The electricity grid is in the beginning stages of a fateful evolution.

For a century or so, the model for the grid has been "hub and spoke" — electricity has been generated in large central power plants and spilled through wires into customer buildings. It works like water flowing downhill through canals and channels into basins; the basins are passive recipients, and the water only flows one way.

In the grid of the future, electricity will behave less like water and more like information. Everyone will consume it, produce it, store it, and share it. The customers at the ends of the wires will become active participants — producer/consumers, or "prosumers," in the awful jargon — and hub-and-spoke will give way to a multidirectional network.

In short, the grid will become less like a public water system and more like the internet, a networked platform upon which all sorts of innovations and markets can grow.

The internet is blessed with a community of thinkers, advocates, and activists who recognize that the full benefits of the web will only be unlocked if it is open to everyone, with no barriers to full, equal access.
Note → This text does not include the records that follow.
/*
 * ethernity: durable paper backups of arbitrary files
 * Copyright (C) 2026 Ethernity contributors
 *
 * This program is free software: you can redistribute it and/or modify
 * it under the terms of the GNU General Public License as published by
 * the Free Software Foundation, either version 3 of the License, or
 * (at your option) any later version.
 *
 * This program is distributed in the hope that it will be useful,
 * but WITHOUT ANY WARRANTY; without even the implied warranty of
 * MERCHANTABILITY or FITNESS FOR A PARTICULAR PURPOSE.  See the
 * GNU General Public License for more details.
 *
 * You should have received a copy of the GNU General Public License
 * along with this program.  If not, see <https://www.gnu.org/licenses/>.
 */

//! QR capacity probe (spec §4.4): finds the largest chunk size that still
//! produces a frame whose base64 QR payload fits one QR symbol. QR image
//! rasterization itself is an external collaborator (spec §1/§6); this
//! module only needs to know whether a candidate payload *would* fit, via
//! the [`QrFit`] trait.

use crate::{
    error::Error,
    frame::{Frame, FrameType, DOC_ID_LEN},
};

pub const MAX_QR_PAYLOAD_CHARS: usize = 3_072;

/// QR generator configuration, opaque to this crate beyond what a fit
/// check needs; `error_level`/`version`/`micro`/`mask`/`boost_error` mirror
/// the fields a real QR encoder (e.g. a `qrcode`-style crate) takes.
#[derive(Clone, Copy, Debug, PartialEq, Eq)]
pub struct QrConfig {
    pub error_level: ErrorLevel,
    pub version: Option<u8>,
    pub micro: bool,
    pub mask: Option<u8>,
    pub boost_error: bool,
}

impl Default for QrConfig {
    fn default() -> Self {
        QrConfig {
            error_level: ErrorLevel::Medium,
            version: None,
            micro: false,
            mask: None,
            boost_error: true,
        }
    }
}

#[derive(Clone, Copy, Debug, PartialEq, Eq)]
pub enum ErrorLevel {
    Low,
    Medium,
    Quartile,
    High,
}

/// The capability a real QR encoder provides to the probe: "would this
/// base64 payload, under this config, fit in one QR symbol?" A conservative
/// stand-in (`CharCountFit`) is provided for callers without a QR encoder
/// wired up yet; production callers pass an adapter over their encoder.
pub trait QrFit {
    fn fits(&self, payload: &str, config: &QrConfig) -> bool;
}

/// Fits purely by normalized character count against [`MAX_QR_PAYLOAD_CHARS`],
/// ignoring error-correction overhead. Conservative relative to a real QR
/// encoder (which may fit less for a given version/error level), so it never
/// reports a chunk size that the spec's hard cap would reject, but a real
/// encoder adapter should be substituted whenever rasterization is wired up.
pub struct CharCountFit;

impl QrFit for CharCountFit {
    fn fits(&self, payload: &str, _config: &QrConfig) -> bool {
        payload.len() <= MAX_QR_PAYLOAD_CHARS
    }
}

/// Base64-encodes `data` for QR transport (spec §6: standard alphabet,
/// padding stripped).
pub fn encode_qr_payload(data: &[u8]) -> String {
    crate::base64url::encode(data)
}

fn max_frame_data_len(payload_len: usize, total: usize) -> usize {
    let base = payload_len / total;
    base + usize::from(payload_len % total != 0)
}

fn fits_qr_frame(
    fit: &dyn QrFit,
    data_len: usize,
    total: u64,
    doc_id: [u8; DOC_ID_LEN],
    frame_type: FrameType,
    config: &QrConfig,
) -> bool {
    if data_len == 0 || total == 0 {
        return false;
    }
    let worst_case_data = vec![0xffu8; data_len];
    let frame = match Frame::new(frame_type, doc_id, total - 1, total, worst_case_data) {
        Ok(f) => f,
        Err(_) => return false,
    };
    let Ok(encoded) = frame.encode() else {
        return false;
    };
    let payload = encode_qr_payload(&encoded);
    fit.fits(&payload, config)
}

/// Binary search for the largest `data_len <= upper` that still fits a QR
/// symbol, given `fits_qr_frame(1, ...)` already succeeds.
fn max_fitting_frame_data_len(
    fit: &dyn QrFit,
    upper: usize,
    total: u64,
    doc_id: [u8; DOC_ID_LEN],
    frame_type: FrameType,
    config: &QrConfig,
) -> usize {
    let mut lower = 1usize;
    let mut upper_bound = upper;
    while lower < upper_bound {
        let mid = (lower + upper_bound + 1) / 2;
        if fits_qr_frame(fit, mid, total, doc_id, frame_type, config) {
            lower = mid;
        } else {
            upper_bound = mid - 1;
        }
    }
    lower
}

/// Finds the largest `chunk_size <= preferred_chunk_size` such that every
/// resulting frame (including the index/total combination that produces the
/// largest wire overhead) still fits one QR symbol under `fit`/`config`.
/// Fails if even a single-byte payload does not fit.
pub fn choose_frame_chunk_size(
    fit: &dyn QrFit,
    payload_len: usize,
    preferred_chunk_size: usize,
    doc_id: [u8; DOC_ID_LEN],
    frame_type: FrameType,
    config: &QrConfig,
) -> Result<usize, Error> {
    if payload_len == 0 {
        return Err(Error::InvalidInput("payload_len must be positive".into()));
    }
    if preferred_chunk_size == 0 {
        return Err(Error::InvalidInput("preferred_chunk_size must be positive".into()));
    }

    let mut chunk_size = preferred_chunk_size.min(payload_len);
    loop {
        let total = ((payload_len + chunk_size - 1) / chunk_size) as u64;
        let max_data_len = max_frame_data_len(payload_len, total as usize);
        if fits_qr_frame(fit, max_data_len, total, doc_id, frame_type, config) {
            return Ok(chunk_size);
        }

        if !fits_qr_frame(fit, 1, total, doc_id, frame_type, config) {
            return Err(Error::InvalidInput(
                "QR settings cannot encode even the smallest frame payload".into(),
            ));
        }
        chunk_size = max_fitting_frame_data_len(fit, max_data_len, total, doc_id, frame_type, config);
        if chunk_size == 0 {
            return Err(Error::InvalidInput(
                "unable to select a valid chunk size for current QR settings".into(),
            ));
        }
    }
}

#[cfg(test)]
mod test {
    use super::*;

    struct FixedCap(usize);

    impl QrFit for FixedCap {
        fn fits(&self, payload: &str, _config: &QrConfig) -> bool {
            payload.len() <= self.0
        }
    }

    #[test]
    fn probe_shrinks_to_fit_small_symbol() {
        let config = QrConfig::default();
        let fit = FixedCap(64);
        let chunk_size =
            choose_frame_chunk_size(&fit, 10_000, 10_000, [1u8; DOC_ID_LEN], FrameType::MainDocument, &config)
                .unwrap();
        assert!(chunk_size < 10_000);
        assert!(chunk_size > 0);
    }

    #[test]
    fn probe_returns_preferred_size_when_it_fits() {
        let config = QrConfig::default();
        let fit = CharCountFit;
        let chunk_size =
            choose_frame_chunk_size(&fit, 100, 1024, [2u8; DOC_ID_LEN], FrameType::MainDocument, &config).unwrap();
        assert_eq!(chunk_size, 100);
    }

    #[test]
    fn probe_fails_when_nothing_fits() {
        let config = QrConfig::default();
        let fit = FixedCap(0);
        assert!(
            choose_frame_chunk_size(&fit, 100, 1024, [3u8; DOC_ID_LEN], FrameType::MainDocument, &config).is_err()
        );
    }
}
That's what the net neutrality movement is about.

As the power grid evolves into a network, it needs the same protections, for many of the same reasons. It needs a grid neutrality movement.

Nerds to the rescue!

The five core tenets of grid neutrality

In this month's issue of Public Utilities Fortnightly, a group of electricity analysts — Jenny Hu, an analyst at Clean Power Finance, Shayle Kann, head of GTM Research, James Tong, VP for strategy and government affairs at Clean Power Finance, and Jon Wellinghoff, lawyer for Stoel Rives and former chair of the Federal Energy Regulatory Commission — have issued a call for grid neutrality, offering five broad tenets they say should guide coming efforts at grid reform.

Here are the tenets:

grid neutrality tenets

(Public Utility Fortnightly)

Here they are as text, with a little explanation (quoted from the graphic above):

  1. The consumer empowerment principle: Empower the consumer while maintaining universal access to safe, reliable electricity at reasonable cost. (Maximize consumers’ ability to achieve their individual energy needs and the needs of the grid without compromising the universal right of all consumers to access a safe, reliable energy service at reasonable cost.)
  2. The commons principle: Demarcate and protect the "commons." (Establish clear operational and jurisdictional boundaries for public and private interests.)
  3. The risk/reward principle: Align risks and rewards across the industry. (Allocate financial risks to stakeholders who are most willing and able to assume them. Safeguard the public interest by containing the risks undertaken by private parties to those participants.)
  4. The transparency principle: Create a transparent, level playing field. (Promote and protect open standards, data access, and transparency to encourage sustainable innovation on the grid. Prevent any single party — public or private — from abusing its influence.)
  5. The open access principle: Foster open access to the grid. (Allow all parties who meet system-wide standards the opportunity to add value to the grid. Apply all standards evenly and prevent any non-merit-based discrimination.)

Using the five tenets to analyze a recent utility case

These principles are a bit abstract, so to show how they work in action, the authors use them to analyze a recent bit of hot utility action in New York.

As you recall, New York is in the midst of a hugely ambitious rethink of its energy systems, including its power utilities (I wrote posts about it: one, two), but the authors hone in on a particular episode, an early harbinger of those reforms.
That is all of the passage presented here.